Mas, em caso de não reeleição,
haveria uma infinidade de possibilidades capazes de construir obstáculos, os
quais minariam, de forma contundente, as perspectivas de sucesso do projeto de
gestão progressista, para o país.
Dito isso, basta uma
recapitulação das matérias publicadas pelo mais amplo espectro nacional e internacional
de mídia, para se deparar com o árduo trabalho do Presidente do Banco Central,
que agora se despede, para descredibilizar e implantar um cenário nacional de
instabilidade econômica para o mercado financeiro global. Isso, sem contar, a
política perversa de juros e a inação do Banco central (BC) diante da
ocorrência dos episódios de elevação do dólar.
Isso significa que, em todo esse
recorte temporal, uma construção dialógica especulativa vem pairando sobre a
política econômica nacional. Com o objetivo de deteriorar a gestão vigente e
abrir espaços para uma campanha depreciativa, junto à opinião pública, a fim de
favorecer o retorno da Direita e seus matizes, nas eleições de 2026.

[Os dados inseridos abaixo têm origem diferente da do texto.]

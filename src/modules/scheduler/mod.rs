pub mod diagnostics;
mod isolation;
mod resolution;
mod search_stream;
pub mod service;

pub use diagnostics::{SchedulerEvent, SchedulerObserver, TracingObserver};
pub use service::Scheduler;
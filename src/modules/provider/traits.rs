use crate::modules::provider::domain::{
    AnimeDetail, AnimeInfo, AnimeMeta, DanmakuData, DanmakuDetail, DanmakuMeta,
};
use crate::shared::errors::AppResult;
use async_trait::async_trait;
use futures::stream::BoxStream;

/// Keyword search implemented by a provider module.
///
/// The returned stream is lazy and owned: nothing is fetched until it is
/// polled, and dropping it cancels the search. An `Err` item ends this
/// module's contribution to a multi-module search.
pub trait MetaSearcher<M>: Send + Sync {
    fn search(&self, keyword: &str) -> BoxStream<'static, AppResult<M>>;
}

/// Anime searchers yield [`AnimeMeta`]
pub type AnimeSearcher = dyn MetaSearcher<AnimeMeta>;

/// Danmaku searchers yield [`DanmakuMeta`]
pub type DanmakuSearcher = dyn MetaSearcher<DanmakuMeta>;

#[async_trait]
pub trait AnimeDetailParser: Send + Sync {
    /// Parse the detail page behind [`AnimeMeta::detail_url`]
    async fn parse(&self, detail_url: &str) -> AppResult<AnimeDetail>;
}

#[async_trait]
pub trait AnimeUrlParser: Send + Sync {
    /// Turn an episode's raw url into a direct link
    async fn parse(&self, raw_url: &str) -> AppResult<AnimeInfo>;
}

#[async_trait]
pub trait DanmakuDetailParser: Send + Sync {
    async fn parse(&self, play_url: &str) -> AppResult<DanmakuDetail>;
}

#[async_trait]
pub trait DanmakuDataParser: Send + Sync {
    /// Decode the danmaku payload of one track
    async fn parse(&self, cid: &str) -> AppResult<DanmakuData>;
}

/// Describes how the video proxy must fetch a module's streams.
/// The proxy itself lives outside this crate; it instantiates its
/// per-request worker from this descriptor.
pub trait AnimeProxyClass: Send + Sync {
    fn name(&self) -> &str;

    /// Headers (e.g. `Referer`) the upstream CDN expects
    fn request_headers(&self) -> Vec<(String, String)> {
        Vec::new()
    }
}
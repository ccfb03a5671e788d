use serde::{Deserialize, Serialize};
use std::fmt;
use std::str::FromStr;

use crate::shared::errors::{AppError, AppResult};

/// Stable identifier of a provider module (e.g. `api.anime.agefans`)
///
/// Every search result carries the id of the module that produced it; all
/// downstream parsing is resolved against the registry through this key.
#[derive(Debug, Clone, PartialEq, Eq, Hash, PartialOrd, Ord, Serialize, Deserialize)]
#[serde(try_from = "String", into = "String")]
pub struct ModuleId(String);

impl ModuleId {
    pub fn new(id: impl Into<String>) -> AppResult<Self> {
        let id = id.into();
        let trimmed = id.trim();
        if trimmed.is_empty() {
            return Err(AppError::InvalidInput(
                "Module id must not be empty".to_string(),
            ));
        }
        Ok(Self(trimmed.to_string()))
    }

    pub fn as_str(&self) -> &str {
        &self.0
    }
}

impl fmt::Display for ModuleId {
    fn fmt(&self, f: &mut fmt::Formatter<'_>) -> fmt::Result {
        write!(f, "{}", self.0)
    }
}

impl FromStr for ModuleId {
    type Err = AppError;

    fn from_str(s: &str) -> Result<Self, Self::Err> {
        Self::new(s)
    }
}

impl TryFrom<String> for ModuleId {
    type Error = AppError;

    fn try_from(value: String) -> Result<Self, Self::Error> {
        Self::new(value)
    }
}

impl From<ModuleId> for String {
    fn from(id: ModuleId) -> Self {
        id.0
    }
}

impl AsRef<str> for ModuleId {
    fn as_ref(&self) -> &str {
        &self.0
    }
}
use crate::{
    modules::provider::{
        domain::{
            LoadScope, ModuleConfig, ModuleFactory, ModuleHandlers, ModuleId, ProviderRegistry,
            Registered,
        },
        traits::{
            AnimeDetailParser, AnimeProxyClass, AnimeSearcher, AnimeUrlParser, DanmakuDataParser,
            DanmakuDetailParser, DanmakuSearcher,
        },
    },
    shared::errors::{AppError, AppResult},
    shared::utils::logger::LogContext,
};
use dashmap::{mapref::entry::Entry, DashMap};
use std::sync::Arc;
use crate::{log_debug, log_info, log_warn};

struct CatalogEntry {
    module: ModuleId,
    factory: Arc<dyn ModuleFactory>,
    priority: u32,
}

struct LoadedModule {
    scope: LoadScope,
    handlers: ModuleHandlers,
}

/// Point-in-time view of one catalogued module
#[derive(Debug, Clone, PartialEq, Eq)]
pub struct ModuleStatus {
    pub module: ModuleId,
    pub priority: u32,
    /// `None` when no handler of the module is instantiated
    pub loaded: Option<LoadScope>,
}

impl ModuleStatus {
    pub fn is_enabled(&self) -> bool {
        self.loaded == Some(LoadScope::Full)
    }
}

/// In-memory provider registry.
///
/// The catalog (known modules and their order) is fixed at construction;
/// which modules are instantiated, and in which scope, changes at runtime.
/// A module is enabled exactly when it is loaded with [`LoadScope::Full`].
pub struct ModuleRegistry {
    /// Sorted by priority, ties keep registration order
    catalog: Vec<CatalogEntry>,
    loaded: DashMap<ModuleId, LoadedModule>,
}

impl ModuleRegistry {
    /// Build the catalog and instantiate every module the configuration
    /// enables. Unlisted modules are enabled with their registration index as
    /// priority. A module whose factory fails stays disabled.
    pub fn new(factories: Vec<Arc<dyn ModuleFactory>>, config: &ModuleConfig) -> Self {
        let mut catalog: Vec<CatalogEntry> = Vec::with_capacity(factories.len());

        for (index, factory) in factories.into_iter().enumerate() {
            let module = factory.module_id();
            if catalog.iter().any(|entry| entry.module == module) {
                log_warn!("Duplicate module {} ignored", module);
                continue;
            }

            let priority = config
                .setting(&module)
                .map(|setting| setting.priority)
                .unwrap_or_else(|| u32::try_from(index).unwrap_or(u32::MAX));
            catalog.push(CatalogEntry {
                module,
                factory,
                priority,
            });
        }

        catalog.sort_by_key(|entry| entry.priority);

        let registry = Self {
            catalog,
            loaded: DashMap::new(),
        };

        for entry in &registry.catalog {
            let enabled = config
                .setting(&entry.module)
                .map(|setting| setting.enabled)
                .unwrap_or(true);
            if !enabled {
                log_debug!("Module {} disabled by configuration", entry.module);
                continue;
            }

            if let Err(e) = registry.load(entry, LoadScope::Full) {
                LogContext::error_with_context(
                    &e,
                    &format!("Failed to load module {}", entry.module),
                );
            }
        }

        log_info!(
            "Module registry initialized: {} of {} modules enabled",
            registry.enabled_modules().len(),
            registry.catalog.len()
        );

        registry
    }

    /// Build the registry from the configuration named by the environment
    pub fn from_env(factories: Vec<Arc<dyn ModuleFactory>>) -> AppResult<Self> {
        let config = ModuleConfig::from_env()?;
        Ok(Self::new(factories, &config))
    }

    /// Enabled modules, in search order
    pub fn enabled_modules(&self) -> Vec<ModuleId> {
        self.catalog
            .iter()
            .filter(|entry| self.is_enabled(&entry.module))
            .map(|entry| entry.module.clone())
            .collect()
    }

    pub fn is_enabled(&self, module: &ModuleId) -> bool {
        self.loaded
            .get(module)
            .is_some_and(|loaded| loaded.scope == LoadScope::Full)
    }

    pub fn module_states(&self) -> Vec<ModuleStatus> {
        self.catalog
            .iter()
            .map(|entry| ModuleStatus {
                module: entry.module.clone(),
                priority: entry.priority,
                loaded: self.loaded.get(&entry.module).map(|loaded| loaded.scope),
            })
            .collect()
    }

    fn catalog_entry(&self, module: &ModuleId) -> AppResult<&CatalogEntry> {
        self.catalog
            .iter()
            .find(|entry| &entry.module == module)
            .ok_or_else(|| AppError::NotFound(format!("Module {} is not registered", module)))
    }

    /// Instantiate `entry` in `scope` unless an equal or wider scope is
    /// already loaded. The shard lock is held while the factory runs, so two
    /// racing callers never instantiate the same module twice.
    fn load(&self, entry: &CatalogEntry, scope: LoadScope) -> AppResult<()> {
        let create = || -> AppResult<LoadedModule> {
            let handlers = entry.factory.create_handlers(scope)?.restricted_to(scope);
            log_debug!(
                "Module {} instantiated ({:?}): {:?}",
                entry.module, scope, handlers
            );
            Ok(LoadedModule { scope, handlers })
        };

        match self.loaded.entry(entry.module.clone()) {
            Entry::Occupied(mut occupied) => {
                let current = occupied.get().scope;
                if current == scope || current == LoadScope::Full {
                    return Ok(());
                }
                occupied.insert(create()?);
            }
            Entry::Vacant(vacant) => {
                vacant.insert(create()?);
            }
        }

        log_info!("Module {} loaded ({:?})", entry.module, scope);
        Ok(())
    }

    fn handler<H: ?Sized>(
        &self,
        module: &ModuleId,
        pick: impl Fn(&ModuleHandlers) -> Option<Arc<H>>,
    ) -> Option<Arc<H>> {
        self.loaded
            .get(module)
            .and_then(|loaded| pick(&loaded.handlers))
    }

    fn searchers<H: ?Sized>(
        &self,
        pick: impl Fn(&ModuleHandlers) -> Option<Arc<H>>,
    ) -> Vec<Registered<H>> {
        self.catalog
            .iter()
            .filter_map(|entry| {
                let loaded = self.loaded.get(&entry.module)?;
                if loaded.scope != LoadScope::Full {
                    return None;
                }
                pick(&loaded.handlers).map(|handler| Registered::new(entry.module.clone(), handler))
            })
            .collect()
    }
}

impl ProviderRegistry for ModuleRegistry {
    fn anime_searchers(&self) -> Vec<Registered<AnimeSearcher>> {
        self.searchers(|handlers| handlers.anime_searcher.clone())
    }

    fn danmaku_searchers(&self) -> Vec<Registered<DanmakuSearcher>> {
        self.searchers(|handlers| handlers.danmaku_searcher.clone())
    }

    fn anime_detail_parser(&self, module: &ModuleId) -> Option<Arc<dyn AnimeDetailParser>> {
        self.handler(module, |handlers| handlers.anime_detail_parser.clone())
    }

    fn anime_url_parser(&self, module: &ModuleId) -> Option<Arc<dyn AnimeUrlParser>> {
        self.handler(module, |handlers| handlers.anime_url_parser.clone())
    }

    fn danmaku_detail_parser(&self, module: &ModuleId) -> Option<Arc<dyn DanmakuDetailParser>> {
        self.handler(module, |handlers| handlers.danmaku_detail_parser.clone())
    }

    fn danmaku_data_parser(&self, module: &ModuleId) -> Option<Arc<dyn DanmakuDataParser>> {
        self.handler(module, |handlers| handlers.danmaku_data_parser.clone())
    }

    fn anime_proxy_class(&self, module: &ModuleId) -> Option<Arc<dyn AnimeProxyClass>> {
        self.handler(module, |handlers| handlers.anime_proxy_class.clone())
    }

    fn load_utils_module(&self, module: &ModuleId) -> AppResult<()> {
        let entry = self.catalog_entry(module)?;
        self.load(entry, LoadScope::UtilsOnly)
    }

    fn change_module_state(&self, module: &ModuleId, enable: bool) -> AppResult<()> {
        let entry = self.catalog_entry(module)?;

        if enable {
            return self.load(entry, LoadScope::Full);
        }

        if self
            .loaded
            .remove_if(module, |_, loaded| loaded.scope == LoadScope::Full)
            .is_some()
        {
            log_info!("Module {} disabled", module);
        }
        Ok(())
    }
}
pub mod manager;

// Re-export commonly used types
pub use manager::{ModuleRegistry, ModuleStatus};
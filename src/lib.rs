pub mod modules;
pub mod shared;

use modules::provider::{domain::ModuleFactory, ModuleRegistry};
use shared::utils::{env::load_dotenv, logger::init_logger};
use std::sync::Arc;

pub use modules::provider::{
    domain::{
        Anime, AnimeDetail, AnimeInfo, AnimeMeta, Danmaku, DanmakuData, DanmakuDetail,
        DanmakuMeta,
    },
    Capability, ModuleId, ProviderRegistry, Registered,
};
pub use modules::scheduler::{Scheduler, SchedulerEvent, SchedulerObserver};
pub use shared::errors::{AppError, AppResult};

/// Assemble a scheduler over the given provider modules.
///
/// Loads `.env`, initializes logging, reads the module configuration named by
/// `MODULE_CONFIG_PATH` and instantiates every enabled module. A malformed
/// `.env` file is an error.
pub fn build_scheduler(factories: Vec<Arc<dyn ModuleFactory>>) -> AppResult<Scheduler> {
    load_dotenv()?;
    init_logger();

    let registry = Arc::new(ModuleRegistry::from_env(factories)?);
    Ok(Scheduler::new(registry))
}
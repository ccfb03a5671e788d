use crate::modules::provider::{traits::MetaSearcher, Capability, ModuleId, ProviderRegistry, Registered};
use crate::modules::scheduler::diagnostics::{SchedulerEvent, SchedulerObserver};
use crate::modules::scheduler::isolation::panic_message;
use crate::shared::errors::AppResult;
use crate::shared::utils::logger::TimedOperation;
use futures::stream::{self, BoxStream, StreamExt};
use futures::FutureExt;
use std::collections::HashSet;
use std::panic::{catch_unwind, AssertUnwindSafe};
use std::sync::Arc;
use tracing::debug;

/// Reads the enabled searchers of one capability from the registry
pub(crate) type SearcherLookup<M> = fn(&dyn ProviderRegistry) -> Vec<Registered<dyn MetaSearcher<M>>>;

/// Drives enabled searchers one after another and concatenates their
/// results.
///
/// The registry is re-read before each next searcher is started: the first
/// enabled module not yet visited is driven next. Modules disabled mid-search
/// are skipped if they have not started, modules enabled mid-search are
/// picked up if still ahead.
struct SequentialSearch<M> {
    registry: Arc<dyn ProviderRegistry>,
    observer: Arc<dyn SchedulerObserver>,
    capability: Capability,
    keyword: String,
    lookup: SearcherLookup<M>,
    visited: HashSet<ModuleId>,
    current: Option<(ModuleId, BoxStream<'static, AppResult<M>>)>,
    timer: Option<TimedOperation>,
}

pub(crate) fn sequential_search<M: Send + 'static>(
    registry: Arc<dyn ProviderRegistry>,
    observer: Arc<dyn SchedulerObserver>,
    capability: Capability,
    keyword: String,
    lookup: SearcherLookup<M>,
) -> BoxStream<'static, M> {
    let search = SequentialSearch {
        registry,
        observer,
        capability,
        keyword,
        lookup,
        visited: HashSet::new(),
        current: None,
        timer: None,
    };

    stream::unfold(search, |mut search| async move {
        let item = search.next_item().await?;
        Some((item, search))
    })
    .boxed()
}

impl<M: Send + 'static> SequentialSearch<M> {
    async fn next_item(&mut self) -> Option<M> {
        loop {
            let polled = match self.current.as_mut() {
                Some((_, results)) => AssertUnwindSafe(results.next()).catch_unwind().await,
                None => {
                    if !self.start_next_searcher() {
                        return None;
                    }
                    continue;
                }
            };

            match polled {
                Ok(Some(Ok(item))) => return Some(item),
                Ok(Some(Err(e))) => self.abandon_current(e.to_string()),
                Ok(None) => {
                    if let Some((module, _)) = self.current.take() {
                        debug!("{} exhausted", module);
                    }
                }
                Err(payload) => self.abandon_current(panic_message(payload.as_ref())),
            }
        }
    }

    /// Start the next unvisited searcher. Returns `false` once the search is
    /// over.
    fn start_next_searcher(&mut self) -> bool {
        let searchers = (self.lookup)(self.registry.as_ref());

        if self.timer.is_none() {
            if searchers.is_empty() {
                self.emit(SchedulerEvent::NoProviderEnabled {
                    capability: self.capability,
                });
                return false;
            }
            self.timer = Some(TimedOperation::new(&format!(
                "searching [{}] with every {}",
                self.keyword, self.capability
            )));
        }

        let Some(next) = searchers
            .into_iter()
            .find(|searcher| !self.visited.contains(&searcher.module))
        else {
            self.finish();
            return false;
        };

        self.visited.insert(next.module.clone());
        self.emit(SchedulerEvent::ProviderSearching {
            capability: self.capability,
            module: next.module.clone(),
            keyword: self.keyword.clone(),
        });

        let keyword = self.keyword.as_str();
        match catch_unwind(AssertUnwindSafe(|| next.handler.search(keyword))) {
            Ok(results) => self.current = Some((next.module, results)),
            Err(payload) => self.emit(SchedulerEvent::ProviderFailed {
                capability: self.capability,
                module: next.module,
                reason: panic_message(payload.as_ref()),
            }),
        }
        true
    }

    fn abandon_current(&mut self, reason: String) {
        if let Some((module, _)) = self.current.take() {
            self.emit(SchedulerEvent::ProviderFailed {
                capability: self.capability,
                module,
                reason,
            });
        }
    }

    fn finish(&mut self) {
        if let Some(timer) = self.timer.take() {
            self.emit(SchedulerEvent::SearchFinished {
                capability: self.capability,
                keyword: self.keyword.clone(),
                elapsed: timer.elapsed(),
            });
        }
    }

    fn emit(&self, event: SchedulerEvent) {
        self.observer.on_event(&event);
    }
}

Aliás, vale lembrar que, ao se
falar em mercado financeiro, ele é constituído justamente por indivíduos pertencentes
ou simpatizantes do espectro político-partidário de Direita. Portanto, todo o
tensionamento e instabilidade que seus comportamentos desencadeiam na economia
tem sim, um propósito muito bem definido aos seus interesses de poder.
Mas, não se engane ao pensar que
tudo isso é privilégio brasileiro! Porque não é. Como já devem ter ouvido, o
movimento expansionista da ultradireita, em todo o mundo, tem buscado minar os
projetos progressistas de governança, a partir desse mesmo modus operandi.
De certa forma, o que eles buscam
não difere, em praticamente nada, das bases ideológicas que sustentaram o
Colonialismo, entre os séculos XVI e XIX. Além do poder político em si, essas
pessoas buscam se reapropriar de outras formas de poder, ou seja, econômico,
social, cultural, religioso, para exercerem as suas práxis de dominação e
controle.
Daí a precarização da economia e
do trabalho ser tão importante aos seus objetivos, na medida em que ela recrudesce
a obstaculização das pretensões de ascensão e de mobilidade social. Em linhas
gerais, isso representa a reafirmação das desigualdades socioeconômicas
concomitantemente à ampliação dos interesses das elites dominantes.
Algo que se explica, por exemplo,
pela manifestação de comportamentos racistas, aporofóbicos, xenofóbicos, misóginos,
... dentro de contextos, cada vez mais, constituídos por fundamentos
necropolíticos. Portanto, um claro
contraponto à visão progressista de governança.
E assim, de repente, somos
capazes de perceber a tecitura dos processos golpistas. Ao contrário do que
muitos acreditam, tudo começa pela corrosão da estabilidade, da capacidade de
gestão e da materialização das plataformas de governo. Há uma flagrante utilização da depreciação discursiva,
por parte das instituições em parceria com os veículos de comunicação e de
informação, para criar um movimento de oposição por parte da opinião pública.
Como bem escreveu Steven
Levitsky, “Os cidadãos muitas vezes demoram a compreender que sua democracia
está sendo desmantelada – mesmo que isso esteja acontecendo bem debaixo do seu
nariz” (Como as democracias morrem, 2018). Acontece que essa demora pode
custar caro.
Portanto, lembre-se do que dizia o filósofo Platão, “... Cada um de nós é como um homem que vê as coisas em um sonho e acredita conhecê-las perfeitamente, e então desperta para descobrir que não sabe nada ...!”. Não é à toa, que seja tão fundamental abrir os olhos e a mente, para dedicar-se a uma análise crítico-reflexiva dos acontecimentos contemporâneos que nos cercam.